Sicily
Manna For a Gypsy
In need of manna after two kilometers up and down the crumbly trail of red ochre earth, fine like cake flour, I find it at Museo della Manna, a little house built into the hill. It’s sandy stones and clay tiled roof make it appear earth-born, as if made by the hill itself.
At the door, a guide greets me with water and indicates displays about manna. Slash the trunk of a local ash tree with a knife and the violet-colored sap erupts. Contact with the air turns the sap solid white. It’s stored in sticks and used as a sweetener.
It is August, both sap collecting time and vacation season for Italians. I return to the bright baking path and peer over beach cove after beach cove densely dotted with colorful umbrellas and half-naked bodies. To the left, red rocks thrust straight up to the sky and gape with horrified, long-mouthed caves. To the right, the steep cliff drops to the luminous sea.

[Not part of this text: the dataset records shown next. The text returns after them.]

use axum::{
    Json,
    extract::{Path, Query, State},
    http::{HeaderMap, HeaderValue, StatusCode, header::CACHE_CONTROL},
    response::{IntoResponse, Response},
};
use serde::{Deserialize, Serialize};
use time::OffsetDateTime;

use crate::application::error::ErrorReport;
use crate::application::filters::RawTenderQuery;
use crate::application::response::ApiResponse;
use crate::application::tenders::{CacheStatus, Served, ServiceError};

use super::{HttpState, X_CACHE, X_CACHE_BYPASS, X_CACHE_KEY, X_RESPONSE_TIME};

const SOURCE: &str = "infra::http::handlers";

pub async fn list_tenders(
    State(state): State<HttpState>,
    headers: HeaderMap,
    Query(pairs): Query<Vec<(String, String)>>,
) -> Response {
    let query = RawTenderQuery::from_pairs(pairs).canonicalize();
    let result = state.tenders.list_tenders(&query, bypass(&headers)).await;
    respond(&state, result)
}

pub async fn tender_detail(
    State(state): State<HttpState>,
    headers: HeaderMap,
    Path(code): Path<String>,
) -> Response {
    let result = state.tenders.tender_detail(&code, bypass(&headers)).await;
    respond(&state, result)
}

pub async fn stats(State(state): State<HttpState>, headers: HeaderMap) -> Response {
    let result = state.tenders.stats(bypass(&headers)).await;
    respond(&state, result)
}

pub async fn authorities(State(state): State<HttpState>, headers: HeaderMap) -> Response {
    let result = state.tenders.authorities(bypass(&headers)).await;
    respond(&state, result)
}

#[derive(Debug, Default, Deserialize)]
#[serde(default)]
pub struct SuggestionQuery {
    q: Option<String>,
}

pub async fn suggestions(
    State(state): State<HttpState>,
    headers: HeaderMap,
    Query(query): Query<SuggestionQuery>,
) -> Response {
    let q = query.q.unwrap_or_default();
    let result = state.tenders.suggestions(&q, bypass(&headers)).await;
    respond(&state, result)
}

pub async fn health(State(state): State<HttpState>) -> Response {
    let mut report = state.tenders.health().await;
    let status = if report.is_healthy() {
        StatusCode::OK
    } else {
        StatusCode::INTERNAL_SERVER_ERROR
    };
    if !state.environment.exposes_error_details() {
        report = report.redact();
    }

    let mut response = (status, Json(report)).into_response();
    response
        .headers_mut()
        .insert(CACHE_CONTROL, HeaderValue::from_static("no-store"));
    if status.is_server_error() {
        ErrorReport::from_message(SOURCE, status, "health probe failed").attach(&mut response);
    }
    response
}

#[derive(Debug, Serialize)]
pub struct Pong {
    ping: &'static str,
    #[serde(with = "time::serde::rfc3339")]
    time: OffsetDateTime,
}

pub async fn ping() -> Json<Pong> {
    Json(Pong {
        ping: "pong",
        time: OffsetDateTime::now_utc(),
    })
}

fn bypass(headers: &HeaderMap) -> bool {
    headers
        .get(X_CACHE_BYPASS)
        .is_some_and(|value| value.as_bytes() == b"1")
}

fn respond<T: Serialize>(state: &HttpState, result: Result<Served<T>, ServiceError>) -> Response {
    match result {
        Ok(served) => {
            let mut response = Json(&served.body).into_response();
            stamp(&mut response, served.cache, &served.key, served.elapsed);
            response
        }
        Err(err) => error_response(state, err),
    }
}

fn error_response(state: &HttpState, err: ServiceError) -> Response {
    match err {
        ServiceError::InvalidCode(ref inner) => {
            let mut response = failure(StatusCode::BAD_REQUEST, "Invalid tender code format", None);
            ErrorReport::from_error(SOURCE, StatusCode::BAD_REQUEST, inner).attach(&mut response);
            response
        }
        ServiceError::NotFound {
            cache,
            ref key,
            elapsed,
        } => {
            let mut response = failure(StatusCode::NOT_FOUND, "Tender not found", None);
            stamp(&mut response, cache, key, elapsed);
            ErrorReport::from_message(SOURCE, StatusCode::NOT_FOUND, format!("no tender at {key}"))
                .attach(&mut response);
            response
        }
        ServiceError::Repo(ref inner) => {
            let details = state
                .environment
                .exposes_error_details()
                .then(|| inner.to_string());
            let mut response =
                failure(StatusCode::INTERNAL_SERVER_ERROR, "Internal Server Error", details);
            ErrorReport::from_error(SOURCE, StatusCode::INTERNAL_SERVER_ERROR, &err)
                .attach(&mut response);
            response
        }
    }
}

fn failure(status: StatusCode, message: &'static str, details: Option<String>) -> Response {
    let body: ApiResponse<()> = ApiResponse::failure(message, details);
    (status, Json(body)).into_response()
}

fn stamp(response: &mut Response, cache: CacheStatus, key: &str, elapsed: std::time::Duration) {
    let headers = response.headers_mut();
    headers.insert(X_CACHE, HeaderValue::from_static(cache.as_str()));
    if let Ok(value) = HeaderValue::from_str(key) {
        headers.insert(X_CACHE_KEY, value);
    }
    let timing = format!("{:.2}ms", elapsed.as_secs_f64() * 1_000.0);
    if let Ok(value) = HeaderValue::from_str(&timing) {
        headers.insert(X_RESPONSE_TIME, value);
    }
}
//! Deterministic cache keys.
//!
//! Every key is `{version}:{tag}:...` with order-stable segments. Segment
//! normalization lower-cases, turns whitespace runs into `_`, strips key
//! delimiters and truncates to [`MAX_SEGMENT_LENGTH`] characters. Two distinct
//! filters can only collide when they differ solely in stripped delimiters or
//! beyond the truncation point; that bound is accepted, not cryptographic.

use std::fmt::Display;

use super::config::{CACHE_VERSION, CacheResource};
use crate::application::filters::TenderQuery;
use crate::application::search::SearchPredicate;
use crate::domain::types::TenderCode;

pub const MAX_SEGMENT_LENGTH: usize = 120;
/// Segment used for absent or blank values.
pub const ALL_SEGMENT: &str = "all";

const STRIPPED: &[char] = &[':', '/', '\\', '?', '&', '#'];

pub fn normalize_segment(value: Option<&str>) -> String {
    let Some(text) = value.map(str::trim).filter(|text| !text.is_empty()) else {
        return ALL_SEGMENT.to_string();
    };

    let mut out = String::with_capacity(text.len());
    let mut in_space = false;
    for ch in text.chars().flat_map(char::to_lowercase) {
        if ch.is_whitespace() {
            if !in_space {
                out.push('_');
            }
            in_space = true;
            continue;
        }
        in_space = false;
        if STRIPPED.contains(&ch) {
            continue;
        }
        out.push(ch);
    }

    out.chars().take(MAX_SEGMENT_LENGTH).collect()
}

fn number_segment<N: Display>(value: Option<N>) -> String {
    match value {
        Some(value) => normalize_segment(Some(&value.to_string())),
        None => ALL_SEGMENT.to_string(),
    }
}

fn build(parts: &[&str]) -> String {
    let mut key = String::from(CACHE_VERSION);
    for part in parts {
        key.push(':');
        key.push_str(part);
    }
    key
}

pub fn list_key(query: &TenderQuery) -> String {
    let filters = &query.filters;
    let page = format!("page{}", query.page.page);
    let limit = format!("limit{}", query.page.limit);
    build(&[
        CacheResource::TenderList.tag(),
        &page,
        &limit,
        "search",
        &normalize_segment(filters.search.as_deref()),
        "category",
        &normalize_segment(filters.category.as_deref()),
        "status",
        &normalize_segment(filters.status.as_deref()),
        "minValue",
        &number_segment(filters.min_value),
        "maxValue",
        &number_segment(filters.max_value),
        "sourceId",
        &number_segment(filters.source_id),
        "fiscalYear",
        &number_segment(filters.fiscal_year),
    ])
}

pub fn detail_key(code: &TenderCode) -> String {
    build(&[
        CacheResource::TenderDetail.tag(),
        &normalize_segment(Some(code.as_str())),
    ])
}

pub fn stats_key() -> String {
    build(&[CacheResource::Stats.tag()])
}

pub fn authority_list_key() -> String {
    build(&[CacheResource::AuthorityList.tag()])
}

/// Suggestion key over the resolved predicate, tagged with its strategy so
/// queries that search differently never share an entry. `None` is a query
/// that short-circuits before reaching the store.
pub fn suggestions_key(predicate: Option<&SearchPredicate>) -> String {
    let Some(predicate) = predicate else {
        return build(&[CacheResource::Suggestions.tag(), ALL_SEGMENT]);
    };
    let terms = match predicate {
        SearchPredicate::PrefixMatch(code) => normalize_segment(Some(code)),
        SearchPredicate::TokenMatch(tokens) => normalize_segment(Some(&tokens.join(" "))),
        SearchPredicate::FullText(phrase) => normalize_segment(Some(phrase)),
    };
    build(&[CacheResource::Suggestions.tag(), predicate.kind(), &terms])
}

/// Prefix covering every key of the current schema version, optionally narrowed.
pub fn version_prefix(narrow: Option<&str>) -> String {
    match narrow.map(str::trim).filter(|value| !value.is_empty()) {
        Some(narrow) => format!("{CACHE_VERSION}:{narrow}"),
        None => format!("{CACHE_VERSION}:"),
    }
}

Riserva Naturale dello Zingaro, or to local Sicilians simply Lo Zingaro meaning “the gypsy,” is a fitting nature reserve for a wandering female explorer. The entrance is a short uphill walk from Scopello, an old tuna town. The streets, walkways and buildings are of stone and fill at night with artisans, flame jugglers and rich gelato.
I ease my way down steep rock-hewn steps, thinking of all the shepherds, fishermen and travelers who have stepped right here to follow the same siren call to the sea. The beach looks white, but it’s not sand. Instead, my feet sink deeply into palm-sized smooth stones that cover the cove. I am the only white skinned person. Everyone is chestnut-hued and the dulcet tones of Italian speech waft like a lulling fragrance. I pick my way carefully in the narrow territory between people and find a towel-sized space near the sea. Real estate.
“You are from England?” a tiny, dark woman asks.
“No, Alaska.”
Her name is Lucia. She lives in Rome and stands closer than my wild-open tundra comfort level for space. When she finds out I studied voice in college, she sings a song she learned long ago. No one around finds it strange.
But I do. I know the song! Imagine her in a studio in Rome; me in a voice teacher’s office in Fairbanks, perhaps at the same time, half a world away, both learning this song. It’s about unrequited love, as most are, and I remember singing it with a certain boy in mind. I wonder what boy may have charmed her and is she remembering him now as she closes her eyes and sings Italian words I know by heart over the waters of the Mediterranean Sea?